With the number of Americans in need growing and social services budgets under pressure at the local, state, and national levels, the meaning of "private giving for public good" has become a hot topic of debate, the New York Times reports.
Although charitable giving rose slightly on a year-over-year basis in 2010, Giving USA found that donations to organizations working to address basic human needs fell more than 6 percent. Meanwhile, according to the Census Bureau, the number of Americans living in poverty — 42.6 million — has never been higher and median incomes across the country are down.
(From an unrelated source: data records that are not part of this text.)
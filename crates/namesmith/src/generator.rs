//! Name generation pipeline and its owning context.
//!
//! [`NameGenerator`] owns the style registry and the uniqueness caches.
//! Every request runs against its own [`RandomSource`], so a fixed seed
//! reproduces the same name for the same style, bounds and cache state.

use tracing::{debug, info, warn};

use crate::cache::NameCache;
use crate::catalogue::StyleCatalogue;
use crate::constraint::repair_candidate;
use crate::error::GenerationError;
use crate::expander::expand_template;
use crate::length::normalize_length;
use crate::phonetics::char_len;
use crate::postprocess::apply_rewrites;
use crate::random::RandomSource;
use crate::registry::StyleRegistry;
use crate::style::PhoneticStyle;

/// Maximum number of pipeline runs before a fallback name is returned.
pub const MAX_ATTEMPTS: usize = 50;

/// Literal prefix of fallback names.
pub const FALLBACK_PREFIX: &str = "Nameless";

/// Lowest fallback suffix (inclusive).
const FALLBACK_MIN: usize = 1;

/// Highest fallback suffix (exclusive).
const FALLBACK_MAX: usize = 1000;

/// Default minimum name length.
pub const DEFAULT_MIN_LENGTH: usize = 4;

/// Default maximum name length.
pub const DEFAULT_MAX_LENGTH: usize = 10;

/// Per-request generation settings.
///
/// # Example
///
/// ```
/// use namesmith::GenerationOptions;
///
/// let options = GenerationOptions::default()
///     .with_length_bounds(5, 8)
///     .with_seed(42)
///     .with_ensure_unique(false);
///
/// assert_eq!(options.min_length(), 5);
/// assert_eq!(options.max_length(), 8);
/// assert_eq!(options.seed(), Some(42));
/// assert!(!options.ensure_unique());
/// ```
#[derive(Debug, Clone, Copy, PartialEq, Eq)]
pub struct GenerationOptions {
    min_length: usize,
    max_length: usize,
    seed: Option<u64>,
    ensure_unique: bool,
}

impl GenerationOptions {
    /// Sets the inclusive length window, counted in characters.
    #[must_use]
    pub const fn with_length_bounds(mut self, min_length: usize, max_length: usize) -> Self {
        self.min_length = min_length;
        self.max_length = max_length;
        self
    }

    /// Fixes the random seed.
    #[must_use]
    pub const fn with_seed(mut self, seed: u64) -> Self {
        self.seed = Some(seed);
        self
    }

    /// Sets or clears the random seed.
    #[must_use]
    pub const fn with_optional_seed(mut self, seed: Option<u64>) -> Self {
        self.seed = seed;
        self
    }

    /// Enables or disables uniqueness tracking.
    #[must_use]
    pub const fn with_ensure_unique(mut self, ensure_unique: bool) -> Self {
        self.ensure_unique = ensure_unique;
        self
    }

    /// Returns the minimum length.
    #[must_use]
    pub const fn min_length(&self) -> usize {
        self.min_length
    }

    /// Returns the maximum length.
    #[must_use]
    pub const fn max_length(&self) -> usize {
        self.max_length
    }

    /// Returns the seed, if fixed.
    #[must_use]
    pub const fn seed(&self) -> Option<u64> {
        self.seed
    }

    /// Returns `true` if accepted names must be new for their style.
    #[must_use]
    pub const fn ensure_unique(&self) -> bool {
        self.ensure_unique
    }

    const fn validate(&self) -> Result<(), GenerationError> {
        if self.max_length < self.min_length {
            return Err(GenerationError::InvalidLengthBounds {
                min: self.min_length,
                max: self.max_length,
            });
        }
        Ok(())
    }
}

impl Default for GenerationOptions {
    fn default() -> Self {
        Self {
            min_length: DEFAULT_MIN_LENGTH,
            max_length: DEFAULT_MAX_LENGTH,
            seed: None,
            ensure_unique: true,
        }
    }
}

/// A generated name together with how it was produced.
#[derive(Debug, Clone, PartialEq, Eq)]
pub struct GeneratedName {
    /// The name itself.
    pub name: String,
    /// Pipeline runs used, including the accepted one.
    pub attempts: usize,
    /// `true` when every attempt was rejected and the fallback was used.
    pub fallback: bool,
    /// Seed the request ran with.
    pub seed: u64,
}

/// Style registry plus per-style uniqueness caches.
///
/// # Example
///
/// ```
/// use namesmith::{GenerationOptions, NameGenerator};
///
/// let mut generator = NameGenerator::new();
/// let options = GenerationOptions::default().with_seed(7);
///
/// let name = generator.generate("Fantasy", &options).expect("generation succeeds");
///
/// assert!(generator.name_exists(&name, Some("Fantasy")));
/// ```
#[derive(Debug, Clone, Default)]
pub struct NameGenerator {
    registry: StyleRegistry,
    cache: NameCache,
}

impl NameGenerator {
    /// Creates a generator holding the built-in styles and empty caches.
    #[must_use]
    pub fn new() -> Self {
        Self::default()
    }

    /// Registers `style`, replacing any same-named style and emptying its
    /// cache.
    pub fn register_style(&mut self, style: PhoneticStyle) {
        let name = style.name().to_owned();
        debug!(
            style = %name,
            pattern_count = style.patterns().len(),
            "registered style"
        );
        self.registry.register(style);
        self.cache.reset(&name);
    }

    /// Registers every style in `catalogue`.
    pub fn register_catalogue(&mut self, catalogue: StyleCatalogue) {
        let styles = catalogue.into_styles();
        info!(style_count = styles.len(), "registering style catalogue");
        for style in styles {
            self.register_style(style);
        }
    }

    /// Returns the style used for `name`, falling back to the default.
    #[must_use]
    pub fn style(&self, name: &str) -> &PhoneticStyle {
        self.registry.lookup(name)
    }

    /// Returns `true` if a style is registered under `name`.
    #[must_use]
    pub fn has_style(&self, name: &str) -> bool {
        self.registry.contains(name)
    }

    /// Returns the registered style names in sorted order.
    #[must_use]
    pub fn style_names(&self) -> Vec<&str> {
        self.registry.names()
    }

    /// Generates one name for `style`.
    ///
    /// # Errors
    ///
    /// Returns [`GenerationError`] if the length bounds are inverted or the
    /// style's constraint repair faults.
    pub fn generate(
        &mut self,
        style: &str,
        options: &GenerationOptions,
    ) -> Result<String, GenerationError> {
        self.generate_name(style, options).map(|generated| generated.name)
    }

    /// Generates one name for `style`, reporting attempts and fallback use.
    ///
    /// Running out of attempts is not an error: the result is a fallback
    /// name of the form `Nameless<n>`, which is never cached.
    ///
    /// # Errors
    ///
    /// Returns [`GenerationError`] if the length bounds are inverted or the
    /// style's constraint repair faults.
    pub fn generate_name(
        &mut self,
        style_name: &str,
        options: &GenerationOptions,
    ) -> Result<GeneratedName, GenerationError> {
        options.validate()?;
        if !self.registry.contains(style_name) {
            debug!(style = %style_name, "unknown style, using default rules");
        }

        let style = self.registry.lookup(style_name);
        let mut rng = RandomSource::from_optional_seed(options.seed());
        let seed = rng.seed();

        for attempt in 1..=MAX_ATTEMPTS {
            let candidate = run_pipeline(style, &mut rng, options)?;

            // Check uniqueness, then final length
            if options.ensure_unique() && self.cache.contains(style_name, &candidate) {
                continue;
            }
            let length = char_len(&candidate);
            if length < options.min_length() || length > options.max_length() {
                continue;
            }

            if options.ensure_unique() {
                self.cache.insert(style_name, &candidate);
            }
            debug!(style = %style_name, attempt, name = %candidate, "accepted name");
            return Ok(GeneratedName {
                name: candidate,
                attempts: attempt,
                fallback: false,
                seed,
            });
        }

        let name = format!(
            "{FALLBACK_PREFIX}{}",
            rng.range(FALLBACK_MIN, FALLBACK_MAX)
        );
        warn!(
            style = %style_name,
            attempts = MAX_ATTEMPTS,
            min_length = options.min_length(),
            max_length = options.max_length(),
            %name,
            "attempt budget exhausted, using fallback name"
        );
        Ok(GeneratedName {
            name,
            attempts: MAX_ATTEMPTS,
            fallback: true,
            seed,
        })
    }

    /// Generates `count` names for `style`.
    ///
    /// With a fixed seed `S`, item `i` runs with seed `S + i` (wrapping), so
    /// the batch equals `count` single calls made in order.
    ///
    /// # Errors
    ///
    /// Returns the first [`GenerationError`] raised by a single call.
    pub fn generate_multiple(
        &mut self,
        count: usize,
        style: &str,
        options: &GenerationOptions,
    ) -> Result<Vec<String>, GenerationError> {
        let mut names = Vec::with_capacity(count);
        let mut seed = options.seed();
        for _ in 0..count {
            names.push(self.generate(style, &options.with_optional_seed(seed))?);
            seed = seed.map(|value| value.wrapping_add(1));
        }
        Ok(names)
    }

    /// Empties one style's cache, or every cache when `style` is `None`.
    pub fn clear_cache(&mut self, style: Option<&str>) {
        self.cache.clear(style);
    }

    /// Checks whether `name` was accepted for `style`, or for any style when
    /// `style` is `None`.
    #[must_use]
    pub fn name_exists(&self, name: &str, style: Option<&str>) -> bool {
        self.cache.exists(name, style)
    }

    /// Returns the names accepted for `style`, sorted; empty when unknown.
    #[must_use]
    pub fn generated_names(&self, style: &str) -> Vec<String> {
        self.cache.names(style)
    }
}

/// Runs one attempt: expand, rewrite, repair, normalise.
fn run_pipeline(
    style: &PhoneticStyle,
    rng: &mut RandomSource,
    options: &GenerationOptions,
) -> Result<String, GenerationError> {
    let template = rng.pick(style.patterns()).map_or("", String::as_str);
    let raw = expand_template(template, style, rng);
    let rewritten = apply_rewrites(&raw, style, rng);
    let repaired = repair_candidate(&rewritten, style)?;
    Ok(normalize_length(
        repaired,
        style,
        rng,
        options.min_length(),
        options.max_length(),
    ))
}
But while middle- and lower-income people struggle, among donors and funders there is a divide between those who believe charitable dollars should go to frontline service providers and those who prefer to give to experimental programs, cutting-edge science labs, arts and cultural institutions, or their alma maters.
Under the leadership of Emmett D. Carson, the Silicon Valley Community Foundation is firmly in the former camp, having distributed $6 million to food pantries and shelters since 2008 despite criticism from local donors who either were unaware of or in denial about how many residents of the area needed food assistance. Similarly, the Sunshine Lady Foundation, which is run by Warren Buffett's older sister, Doris Buffett, has focused on paying for emergency needs such as tires, wheelchairs, refrigerators, dental work, and roof repairs, and also supports higher education for prison inmates and victims of domestic violence.
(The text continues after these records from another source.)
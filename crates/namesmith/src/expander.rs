//! Template expansion.
//!
//! Each template character resolves through the style's symbol table first,
//! then through the reserved `C`/`V` symbols, and is otherwise copied
//! verbatim. The result has its first character upper-cased.

use crate::phonetics::capitalize_first;
use crate::random::RandomSource;
use crate::style::{PhoneticStyle, SymbolClass};

/// Reserved symbol for the style's consonant set.
pub const CONSONANT_SYMBOL: char = 'C';

/// Reserved symbol for the style's vowel set.
pub const VOWEL_SYMBOL: char = 'V';

/// Expands `template` into a raw candidate using `style`'s symbols.
///
/// An empty template yields an empty string. A symbol whose class has
/// nothing to draw from degrades to literal pass-through.
///
/// # Example
///
/// ```
/// use namesmith::{PhoneticStyle, RandomSource, expand_template};
///
/// let style = PhoneticStyle::builder("Tiny", ["CV"], "k", "a")
///     .build()
///     .expect("valid style");
/// let mut rng = RandomSource::from_seed(1);
///
/// assert_eq!(expand_template("CVrin", &style, &mut rng), "Karin");
/// ```
pub fn expand_template(template: &str, style: &PhoneticStyle, rng: &mut RandomSource) -> String {
    let mut raw = String::with_capacity(template.len());
    for symbol in template.chars() {
        resolve_symbol(symbol, style, rng, &mut raw);
    }
    capitalize_first(&raw)
}

/// Expands a one-off `pattern` against ad hoc character sets.
///
/// Only expansion runs: no rewrites, repair, length fitting or caching.
/// The sets are not validated, so an empty set leaves its symbol as a
/// literal.
///
/// # Example
///
/// ```
/// use namesmith::generate_from_custom_pattern;
///
/// let first = generate_from_custom_pattern("CVCCV", "bdr", "ao", Some(9));
/// let second = generate_from_custom_pattern("CVCCV", "bdr", "ao", Some(9));
///
/// assert_eq!(first, second);
/// assert_eq!(first.chars().count(), 5);
/// ```
#[must_use]
pub fn generate_from_custom_pattern(
    pattern: &str,
    consonants: &str,
    vowels: &str,
    seed: Option<u64>,
) -> String {
    let style = PhoneticStyle::builder("Custom", [pattern], consonants, vowels).build_unchecked();
    let mut rng = RandomSource::from_optional_seed(seed);
    expand_template(pattern, &style, &mut rng)
}

fn resolve_symbol(symbol: char, style: &PhoneticStyle, rng: &mut RandomSource, out: &mut String) {
    match style.symbol_class(symbol) {
        Some(SymbolClass::OneOf(chars)) => out.push(rng.pick(chars).copied().unwrap_or(symbol)),
        Some(SymbolClass::Literal(text)) => out.push_str(text),
        Some(SymbolClass::Choice(options)) => {
            let drawn = rng
                .pick(options)
                .map_or_else(|| symbol.to_string(), String::clone);
            out.push_str(&drawn);
        }
        None if symbol == CONSONANT_SYMBOL => {
            out.push(rng.pick(style.consonants()).copied().unwrap_or(symbol));
        }
        None if symbol == VOWEL_SYMBOL => {
            out.push(rng.pick(style.vowels()).copied().unwrap_or(symbol));
        }
        None => out.push(symbol),
    }
}

#[cfg(test)]
mod tests {
    use rstest::{fixture, rstest};

    use super::*;

    #[fixture]
    fn single_choice_style() -> PhoneticStyle {
        PhoneticStyle::builder("Fixed", ["CV"], "t", "o")
            .symbol('G', SymbolClass::one_of("g"))
            .symbol('N', SymbolClass::literal("Neo"))
            .symbol('E', SymbolClass::choice(["Ael"]))
            .build()
            .expect("valid style")
    }

    #[rstest]
    #[case::generic("CVCV", "Toto")]
    #[case::literal_passthrough("CVrin", "Torin")]
    #[case::char_class("GVl", "Gol")]
    #[case::fixed_literal("NCV", "Neoto")]
    #[case::choice_list("ElCV", "Aellto")]
    #[case::empty("", "")]
    #[case::rest_untouched("vCV", "Vto")]
    fn expands_symbols(
        single_choice_style: PhoneticStyle,
        #[case] template: &str,
        #[case] expected: &str,
    ) {
        let mut rng = RandomSource::from_seed(3);
        assert_eq!(expand_template(template, &single_choice_style, &mut rng), expected);
    }

    #[test]
    fn symbol_table_overrides_reserved_symbols() {
        let style = PhoneticStyle::builder("Override", ["CV"], "t", "o")
            .symbol('C', SymbolClass::literal("Zh"))
            .build()
            .expect("valid style");
        let mut rng = RandomSource::from_seed(3);

        assert_eq!(expand_template("CV", &style, &mut rng), "Zho");
    }

    #[test]
    fn draws_only_from_declared_sets() {
        let style = PhoneticStyle::builder("Sets", ["CVCV"], "bdg", "ae")
            .build()
            .expect("valid style");
        let mut rng = RandomSource::from_seed(17);

        for _ in 0..100 {
            let name = expand_template("CVCV", &style, &mut rng).to_lowercase();
            let chars: Vec<char> = name.chars().collect();
            assert_eq!(chars.len(), 4);
            assert!(chars.iter().step_by(2).all(|c| "bdg".contains(*c)));
            assert!(chars.iter().skip(1).step_by(2).all(|c| "ae".contains(*c)));
        }
    }

    #[test]
    fn custom_pattern_uses_supplied_sets() {
        let name = generate_from_custom_pattern("CVCV", "z", "u", Some(1));
        assert_eq!(name, "Zuzu");
    }

    #[test]
    fn custom_pattern_skips_post_processing() {
        let name = generate_from_custom_pattern("Cxxx", "b", "a", None);
        assert_eq!(name, "Bxxx");
    }

    #[test]
    fn custom_pattern_with_empty_sets_passes_symbols_through() {
        let name = generate_from_custom_pattern("CVn", "", "", Some(2));
        assert_eq!(name, "CVn");
    }

    #[test]
    fn same_seed_expands_identically() {
        let style = PhoneticStyle::builder("Seeded", ["CVCVC"], "bcdfg", "aeiou")
            .build()
            .expect("valid style");
        let mut first = RandomSource::from_seed(2024);
        let mut second = RandomSource::from_seed(2024);

        assert_eq!(
            expand_template("CVCVC", &style, &mut first),
            expand_template("CVCVC", &style, &mut second)
        );
    }
}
That sort of short-term response to immediate needs and problems has left some philanthropists and foundations feeling dissatisfied. When, for example, the Bill & Melinda Gates Foundation was pressed for a $30,000 grant to help reopen homeless shelters in Seattle, it noted that it already had spent $47 million on transitional housing and homelessness in the Pacific Northwest and committed an additional $67 million to the issue. "We're trying to move upstream to a systems level to either prevent family homelessness before it happens or to end it as soon as possible after it happens," said Melissa Milburn, a spokeswoman for the foundation.
At the same time, new ways of deploying philanthropic dollars to address basic needs are emerging. Doris Buffett's prisoner education program is just one example of an approach known as "impact investing," as is a British government program to sell "social impact bonds" to fund a nonprofit recidivism-reduction program. The Rockefeller Foundation, one of the investors in the British program, is working to replicate the experiment in the United States and is encouraging other impact investment approaches such as low-interest loans, bridge financing, and mission-related investments to address immediate needs.
"These are much larger pools of money that have traditionally been invested solely to achieve a financial return," said Antony Bugg-Levine, CEO of the Nonprofit Finance Fund, who oversaw Rockefeller's investment in the social bond experiment as a managing director at the foundation. "If just a fraction of those assets gets invested in this way," he added, "it can make a significant difference."